Sylas fully grasped that moment for the first time. What did it mean to enter a body, a child's body? He understood that everything he had once lived, known, and owned in life was left behind. What did it mean to enter a child's body, to live that old life, and to take on the memories of another soul? Neither the past nor the present, nothing was clear.
In his mind, the child's soul was still here. That child had once fought life and endured everything to achieve success. Sylas was internalizing every part of the soul. Every moment, every pain, every broken dream... And then, suddenly, the child's last words—before leaving his body—appeared in his eyes:
"Take care of my body..."
Sylas paused for a moment when he heard those words. He was like a stranger in the child's body. Every second he felt like a stranger, he became more and more integrated with that child's memories. To feel that child's lost dreams, pain, and longings, to be a part of his soul, how could he do that? Sylas took a deep breath. His mind was stuck in the intersecting paths of the past and the present.

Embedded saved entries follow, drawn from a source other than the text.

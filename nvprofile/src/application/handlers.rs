use std::io::{BufRead, Write};
use std::path::{Path, PathBuf};

use nvprofile_core::error::{ProfileError, Result};
use nvprofile_core::settings::{Locations, with_profile_extension};
use nvprofile_core::{
    ListingTree, ProfileDescriptor, RestoreOptions, RestoreStrategy, create_with_summary, inspect,
    list, restore_with,
};
use tracing::debug;

fn config_dir(explicit: Option<PathBuf>, flag: &str) -> Result<PathBuf> {
    if let Some(p) = explicit {
        return Ok(p);
    }
    let loc = Locations::discover().ok_or_else(|| {
        std::io::Error::new(
            std::io::ErrorKind::NotFound,
            format!("cannot determine the NVDA configuration directory; pass {flag}"),
        )
    })?;
    debug!(dir = %loc.config_dir.display(), "using configuration directory");
    Ok(loc.config_dir)
}

fn or_na(s: &str) -> &str {
    if s.is_empty() { "N/A" } else { s }
}

pub(crate) fn describe(d: &ProfileDescriptor) -> String {
    format!(
        "Username: {}\nComputer: {}\nCreated: {}\nOriginal Path: {}",
        or_na(&d.username),
        or_na(&d.computer_name),
        or_na(&d.created_at),
        or_na(&d.source_path)
    )
}

/// Prints the destructive-restore warning to `out` and reads a yes/no answer from `input`.
pub(crate) fn confirm(
    target: &Path,
    input: &mut impl BufRead,
    out: &mut impl Write,
) -> std::io::Result<bool> {
    write!(
        out,
        "This will DELETE the current NVDA folder at:\n{}\n\nand replace it with the backup. This cannot be undone!\n\nContinue? [y/N] ",
        target.display()
    )?;
    out.flush()?;
    let mut answer = String::new();
    input.read_line(&mut answer)?;
    Ok(matches!(answer.trim().to_ascii_lowercase().as_str(), "y" | "yes"))
}

pub fn handle_create(out: PathBuf, source: Option<PathBuf>) -> Result<()> {
    let source = config_dir(source, "--source")?;
    let out = with_profile_extension(&out);
    let (desc, summary) = create_with_summary(&source, &out)?;
    for s in &summary.skipped {
        eprintln!("create: skipped {s}");
    }
    println!(
        "Created profile: {} ({} files, {} bytes)",
        out.display(),
        summary.files,
        summary.bytes
    );
    println!("{}", describe(&desc));
    Ok(())
}

pub fn handle_inspect(archive: PathBuf, json: bool) -> Result<()> {
    let i = inspect(&archive)?;
    if json {
        let doc = serde_json::json!({
            "descriptor": i.descriptor,
            "files": i.tree.file_paths(),
        });
        let text = serde_json::to_string_pretty(&doc)
            .map_err(|e| std::io::Error::new(std::io::ErrorKind::Other, e))?;
        println!("{text}");
        return Ok(());
    }
    println!("{}", describe(&i.descriptor));
    println!();
    print!("{}", contents(&i.tree));
    Ok(())
}

pub(crate) fn contents(tree: &ListingTree) -> String {
    if tree.is_empty() {
        return "Profile Contents: empty profile\n".to_string();
    }
    format!(
        "Profile Contents ({} files):\n{}",
        tree.file_count(),
        tree.render()
    )
}

pub fn handle_list(archive: PathBuf) -> Result<()> {
    for name in list(&archive)? {
        println!("{name}");
    }
    Ok(())
}

pub fn handle_restore(
    archive: PathBuf,
    target: Option<PathBuf>,
    staged: bool,
    backup_current: Option<PathBuf>,
    yes: bool,
) -> Result<()> {
    let target = config_dir(target, "--target")?;
    if !yes {
        let stdin = std::io::stdin();
        let ok = confirm(&target, &mut stdin.lock(), &mut std::io::stderr())?;
        if !ok {
            eprintln!("restore: cancelled");
            return Ok(());
        }
    }

    let opts = RestoreOptions {
        strategy: if staged {
            RestoreStrategy::Staged
        } else {
            RestoreStrategy::Replace
        },
        backup_current: backup_current.map(|p| with_profile_extension(&p)),
    };
    let summary = restore_with(&archive, &target, &opts).map_err(|e| {
        if let ProfileError::CleanupFailed { .. } = e {
            eprintln!(
                "restore: {} may be partially removed; close NVDA and run restore again",
                target.display()
            );
        }
        e
    })?;

    if let Some(b) = &summary.backup {
        println!("Previous profile saved to {}", b.display());
    }
    println!(
        "Profile restored successfully into {} ({} files).",
        target.display(),
        summary.files
    );
    println!("Please restart NVDA.");
    Ok(())
}

#[cfg(test)]
mod tests {
    use super::*;
    use std::io::Cursor;

    #[test]
    fn describe_fills_blanks() {
        let d = ProfileDescriptor {
            username: "alice".into(),
            created_at: "2024-01-01T00:00:00Z".into(),
            ..Default::default()
        };
        assert_eq!(
            describe(&d),
            "Username: alice\nComputer: N/A\nCreated: 2024-01-01T00:00:00Z\nOriginal Path: N/A"
        );
    }

    #[test]
    fn contents_of_empty_and_populated_trees() {
        let empty = ListingTree::from_names(std::iter::empty::<&str>());
        assert_eq!(contents(&empty), "Profile Contents: empty profile\n");

        let t = ListingTree::from_names(["addons/x.py", "nvda.ini"]);
        assert_eq!(
            contents(&t),
            "Profile Contents (2 files):\naddons/\n  x.py\nnvda.ini\n"
        );
    }

    #[test]
    fn confirm_accepts_only_yes() {
        let t = Path::new("/home/u/.config/nvda");
        let cases = [
            ("y\n", true),
            ("YES\n", true),
            ("n\n", false),
            ("\n", false),
            ("", false),
        ];
        for (answer, want) in cases {
            let mut out = Vec::new();
            let got = confirm(t, &mut Cursor::new(answer), &mut out).unwrap();
            assert_eq!(got, want, "answer {answer:?}");
            assert!(String::from_utf8(out).unwrap().contains("/home/u/.config/nvda"));
        }
    }

    #[test]
    fn create_then_restore_through_handlers() {
        let tmp = tempfile::tempdir().unwrap();
        let src = tmp.path().join("nvda");
        std::fs::create_dir_all(src.join("addons")).unwrap();
        std::fs::write(src.join("addons/x.py"), b"x").unwrap();

        handle_create(tmp.path().join("b"), Some(src.clone())).unwrap();
        let archive = tmp.path().join("b.nvdaprofile");
        assert!(archive.is_file());

        let target = tmp.path().join("live");
        handle_restore(archive, Some(target.clone()), true, None, true).unwrap();
        assert_eq!(std::fs::read(target.join("addons/x.py")).unwrap(), b"x");
    }
}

"I will take good care," he said, the voice from inside him echoed with a determined tone. That child had left this body, but somehow he had merged with that child. Having a body meant having not only the body, but also the burdens, pains, and lost dreams of the past.
While feeling the body, Sylas accepted to carry this child's pain with every step. Now, he accepted this child's disappointments, this child's broken heart, this child's life. The soul inside that small body now bore the traces of two different lives. Once upon a time, this child had been crushed by his mother's burden, and now Sylas would carry the same burden.
"I will take good care of your body," Sylas said, his eyes lost in the dark spots of the past and the future. Having this child's memories was now his journey. Now, he did not just have a body, he also lived with all the feelings and memories of that child. And with each step, he would find the pieces that the boy had lost again, and he would continue to live with their pain.
That day, Sylas accepted the boy's last words, and his body would become his soul. There was only one question in his mind: How can a person exist with the pain of others? And how can he have to carry this pain as someone else? But he knew one thing: The soul of that boy, now living in this body, would feel the echoes of another life with each step.
In the union of one soul, two identities, Sylas accepted both a loss and a new beginning.